Ich musste natürlich in der Stadt vorsichtig sein. Also lief ich mit weit aufgerissenen Augen und in ständiger Fluchtbereitschaft durch das schöne Themar.
Von Marion sprachen wir lange nicht mehr. Keiner wollte Unterricht in gekaufter Liebe.

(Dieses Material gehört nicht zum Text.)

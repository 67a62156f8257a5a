//! Relation tokenizer using winnow.
//!
//! Splits the condition part of a relation (everything before the first `@`)
//! into typed tokens. Whitespace is insignificant.

use winnow::ascii::{alpha1, digit1};
use winnow::combinator::alt;
use winnow::prelude::*;
use winnow::token::take_while;

use super::error::ParseError;

#[derive(Debug, Clone, Copy, PartialEq, Eq)]
pub(crate) enum TokenKind {
    /// Alphabetic run that is not a keyword (an operand candidate).
    Word,
    /// Run of ASCII digits.
    Number,
    Percent,
    DotDot,
    Comma,
    Equals,
    NotEquals,
    And,
    Or,
}

#[derive(Debug, Clone, Copy, PartialEq, Eq)]
pub(crate) struct Token<'a> {
    pub kind: TokenKind,
    pub text: &'a str,
    /// 1-based column of the first character.
    pub column: usize,
}

/// The part of a relation that holds conditions; samples start at `@`.
pub(crate) fn condition_text(relation: &str) -> &str {
    relation.find('@').map_or(relation, |pos| &relation[..pos])
}

/// Tokenize the condition part of a relation.
pub(crate) fn tokenize(relation: &str) -> Result<Vec<Token<'_>>, ParseError> {
    let body = condition_text(relation);
    let mut remaining = body;
    let mut tokens = Vec::new();

    loop {
        let _ = ws(&mut remaining);
        if remaining.is_empty() {
            return Ok(tokens);
        }

        let column = body.len() - remaining.len() + 1;
        let before = remaining;
        match token_kind(&mut remaining) {
            Ok(kind) => tokens.push(Token {
                kind,
                text: &before[..before.len() - remaining.len()],
                column,
            }),
            Err(_) => {
                return Err(ParseError::Syntax {
                    relation: relation.to_string(),
                    column,
                    message: format!(
                        "unexpected character '{}'",
                        before.chars().next().unwrap_or('?')
                    ),
                });
            }
        }
    }
}

/// Parse optional whitespace.
fn ws(input: &mut &str) -> ModalResult<()> {
    take_while(0.., |c: char| c.is_whitespace())
        .void()
        .parse_next(input)
}

/// Parse a single token.
fn token_kind(input: &mut &str) -> ModalResult<TokenKind> {
    alt((
        "..".value(TokenKind::DotDot),
        "!=".value(TokenKind::NotEquals),
        '='.value(TokenKind::Equals),
        '%'.value(TokenKind::Percent),
        ','.value(TokenKind::Comma),
        digit1.value(TokenKind::Number),
        alpha1.map(keyword),
    ))
    .parse_next(input)
}

fn keyword(word: &str) -> TokenKind {
    match word {
        "and" => TokenKind::And,
        "or" => TokenKind::Or,
        _ => TokenKind::Word,
    }
}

Aber die herrliche Patrizia, bei der die Jungs immer mit der Zunge schnalzten, hatten wir tatsächlich nackt gesehen. Das konnte uns keiner mehr nehmen, obwohl uns natürlich niemand glaubte, mir am allerwenigsten. Irgendwann zahlt man den Preis für sein fröhliches Münchhausenleben, und das hat man sich dann auch redlich verdient.